GREELEY — Northern Colorado’s football team believes it has size and depth on its defensive line this season, and that could be the key to improving a run defense that finished seventh in the Big Sky Conference in yards allowed per game (108.2) last year.
The Bears certainly got bigger with Wyoming transfer Marcus Felker (6-feet-1, 370 pounds), who is expected to plug up the middle at defensive tackle. Still, depth may be the bigger key to stopping the run this season.
The Bears enter the season with 16 defensive linemen, by far the most UNC has had up front in coach Scott Downing’s tenure.
“That is kind of the way everywhere I’ve been where we’ve been successful, we play a lot of defensive linemen,” Downing said. “When I was at the University of Nebraska, we played five defensive tackles and four defensive ends every game. When I was at Purdue, same thing. It’s a war inside. Those are big bodies running into big bodies.”
That’s why Downing would rather have linemen go 25 to 35 plays a game instead of 65 to be fresher late in games and hopefully stay free of injuries.
It should especially help guys like Felker, who because of his size will take a lot of pounding as teams try to double-team him.
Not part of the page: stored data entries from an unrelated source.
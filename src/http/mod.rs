//! HTTP / WebSocket surface (§6 "External Interfaces"). Thin axum
//! handlers over [`AtmosphereNode`]; every handler's job is request
//! parsing and response shaping, nothing more — the node does the work.

use std::sync::Arc;

use axum::extract::State;
use axum::http::StatusCode;
use axum::response::{IntoResponse, Response};
use axum::routing::{get, post};
use axum::{Json, Router};
use serde::Serialize;
use tower_http::trace::TraceLayer;

use crate::error::AtmosphereError;
use crate::AtmosphereNode;

mod capabilities;
mod compat;
mod mesh;
mod ws;

/// Shared application state injected into every handler via
/// [`axum::extract::State`], mirroring `RouterState` in the gateway
/// example this module is grounded on.
pub type AppState = Arc<AtmosphereNode>;

#[derive(Serialize)]
struct ErrorBody {
    error: String,
    kind: &'static str,
}

/// Maps every core error onto the §7 "User-visible behavior" status
/// table and a JSON body carrying the taxonomy tag.
impl IntoResponse for AtmosphereErrorResponse {
    fn into_response(self) -> Response {
        let status =
            StatusCode::from_u16(self.0.http_status()).unwrap_or(StatusCode::INTERNAL_SERVER_ERROR);
        let body = ErrorBody {
            error: self.0.to_string(),
            kind: self.0.kind(),
        };
        (status, Json(body)).into_response()
    }
}

/// Newtype so `AtmosphereError` (defined in another module) can
/// implement axum's `IntoResponse` here without an orphan-rule
/// violation, and so handlers can write `.map_err(AtmosphereErrorResponse)?`.
pub struct AtmosphereErrorResponse(pub AtmosphereError);

impl From<AtmosphereError> for AtmosphereErrorResponse {
    fn from(err: AtmosphereError) -> Self {
        Self(err)
    }
}

pub type HttpResult<T> = std::result::Result<T, AtmosphereErrorResponse>;

#[derive(Serialize)]
struct HealthBody {
    status: &'static str,
}

async fn health() -> Json<HealthBody> {
    Json(HealthBody { status: "ok" })
}

/// Assembles the full router (§6's endpoint table). The binary mounts
/// this under whatever listener it opens; nothing here is
/// transport-specific.
pub fn build_router(state: AppState) -> Router {
    Router::new()
        .route("/api/health", get(health))
        .route("/api/mesh/status", get(mesh::status))
        .route("/api/mesh/token", post(mesh::issue_token))
        .route("/api/mesh/join", post(mesh::join))
        .route("/api/mesh/peers", get(mesh::peers))
        .route("/api/mesh/topology", get(mesh::topology))
        .route("/api/capabilities", get(capabilities::list))
        .route("/api/route", post(capabilities::route_intent))
        .route("/api/execute", post(capabilities::execute_intent))
        .route("/api/cost/current", get(capabilities::current_cost))
        .route(
            "/api/approval/config",
            get(capabilities::get_approval_config).post(capabilities::set_approval_config),
        )
        .route("/v1/chat/completions", post(compat::chat_completions))
        .route("/v1/embeddings", post(compat::embeddings))
        .route("/v1/ml/anomaly", post(compat::ml_anomaly))
        .route("/v1/ml/classify", post(compat::ml_classify))
        .route("/api/ws", get(ws::upgrade))
        .layer(TraceLayer::new_for_http())
        .with_state(state)
}

#[cfg(test)]
mod tests {
    use super::*;
    use crate::approval::ApprovalConfig;
    use crate::config::NodeConfig;
    use axum::body::Body;
    use axum::http::Request;
    use tower::ServiceExt;

    fn test_state() -> AppState {
        let dir = tempfile::tempdir().unwrap();
        Arc::new(AtmosphereNode::new(dir.path(), NodeConfig::default(), ApprovalConfig::default()).unwrap())
    }

    #[tokio::test]
    async fn health_endpoint_reports_ok() {
        let app = build_router(test_state());
        let response = app
            .oneshot(Request::builder().uri("/api/health").body(Body::empty()).unwrap())
            .await
            .unwrap();
        assert_eq!(response.status(), StatusCode::OK);
    }

    #[tokio::test]
    async fn topology_endpoint_reflects_the_crdt_snapshot_not_a_live_scan() {
        let state = test_state();
        let local = state.local_node_id().to_string();
        let app = build_router(state.clone());

        let response = app
            .oneshot(Request::builder().uri("/api/mesh/topology").body(Body::empty()).unwrap())
            .await
            .unwrap();
        assert_eq!(response.status(), StatusCode::OK);
        let body = axum::body::to_bytes(response.into_body(), usize::MAX).await.unwrap();
        let topology: serde_json::Value = serde_json::from_slice(&body).unwrap();

        // Populated by AtmosphereNode::new()'s initial refresh, proving
        // the handler reads state.topology rather than an empty registry.
        let node_ids: Vec<&str> = topology["nodes"]
            .as_array()
            .unwrap()
            .iter()
            .map(|n| n["node_id"].as_str().unwrap())
            .collect();
        assert!(node_ids.contains(&local.as_str()));
    }
}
Still, it is something Felker expects.
“It has been like that forever,” Felker said. “Back in high school, I was in a three-entry man front, so I got those double and triple teams. I like it. I pride myself on being able to take that, and I pride myself on being able to free up somebody else because if they double team me, they can’t double team somebody else.”
That is what defensive end Nick Hernon is hoping will happen. Hernon, a honorable mention all-Big Sky selection last year with five sacks, believes he can reach double digits in sacks this season with big bodies like Felker taking up blockers in the middle.
“It makes it so the quarterback can’t step into his throws,” Hernon said. “He can’t always step up, so when the ends are coming off the edge, it opens a lot of things up when you’ve got size in the middle.”
Senior Ethan Davis, a projected starter at defensive tackle after moving from defensive end last season, has missed all of fall camp with back problems. Redshirt freshman defensive tackle Pasi Fahina (6-0, 270) has stepped in to fill the void.
“The good thing about the D-line is we’re kind of stacked,” Fahina said. “We have a lot of people that can play behind other people, and they can do the job as well.”
Footnote.
The Bears will conclude fall camp with an 8 a.m. practice today at the Butler-Hancock practice fields. The Bears will begin their regular practice schedule starting with Monday’s closed practice. Open practices usually run from 3:45-6 p.m. Tuesday through Thursday.